-- REQUIREMENT --
Copy each line from the data that has the word "policy" in it.

[INPUT DATA Boundary: Start]

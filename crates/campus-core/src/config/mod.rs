//! Application configuration schemas.
//!
//! All configuration structs are deserialized via the `config` crate from
//! an optional TOML file overlaid with `CAMPUS__*` environment variables.
//! Every section has defaults, so an empty configuration is valid.

pub mod auth;
pub mod logging;
pub mod policy;

use serde::{Deserialize, Serialize};

pub use self::auth::{AccountConfig, AuthConfig, CredentialMode};
pub use self::logging::LoggingConfig;
pub use self::policy::PolicyConfig;

use crate::error::AppError;
use crate::result::AppResult;

/// Default location of the configuration file, without extension.
pub const DEFAULT_CONFIG_PATH: &str = "config/default";

/// Root application configuration.
#[derive(Debug, Clone, Default, Serialize, Deserialize)]
pub struct AppConfig {
    /// Credential verification settings.
    #[serde(default)]
    pub auth: AuthConfig,
    /// Access policy overrides.
    #[serde(default)]
    pub policy: PolicyConfig,
    /// Logging settings.
    #[serde(default)]
    pub logging: LoggingConfig,
}

impl AppConfig {
    /// Load configuration.
    ///
    /// With `Some(path)` the file must exist. With `None` the default
    /// location is tried and silently skipped when missing. Environment
    /// variables prefixed with `CAMPUS__` are applied last.
    pub fn load(path: Option<&str>) -> AppResult<Self> {
        let file = match path {
            Some(path) => config::File::with_name(path).required(true),
            None => config::File::with_name(DEFAULT_CONFIG_PATH).required(false),
        };

        let config = config::Config::builder()
            .add_source(file)
            .add_source(
                config::Environment::with_prefix("CAMPUS")
                    .prefix_separator("__")
                    .separator("__")
                    .try_parsing(true),
            )
            .build()
            .map_err(|e| AppError::configuration(format!("Failed to build config: {e}")))?;

        config
            .try_deserialize()
            .map_err(|e| AppError::configuration(format!("Failed to deserialize config: {e}")))
    }

    /// Parse configuration from a TOML string (no environment overlay).
    pub fn from_toml(source: &str) -> AppResult<Self> {
        let config = config::Config::builder()
            .add_source(config::File::from_str(source, config::FileFormat::Toml))
            .build()?;

        config
            .try_deserialize()
            .map_err(|e| AppError::configuration(format!("Failed to deserialize config: {e}")))
    }
}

[INPUT DATA Boundary: End]

-- WRITTEN RESPONSE --
pub mod policy;
pub use self::policy::PolicyConfig;
    /// Access policy overrides.
    pub policy: PolicyConfig,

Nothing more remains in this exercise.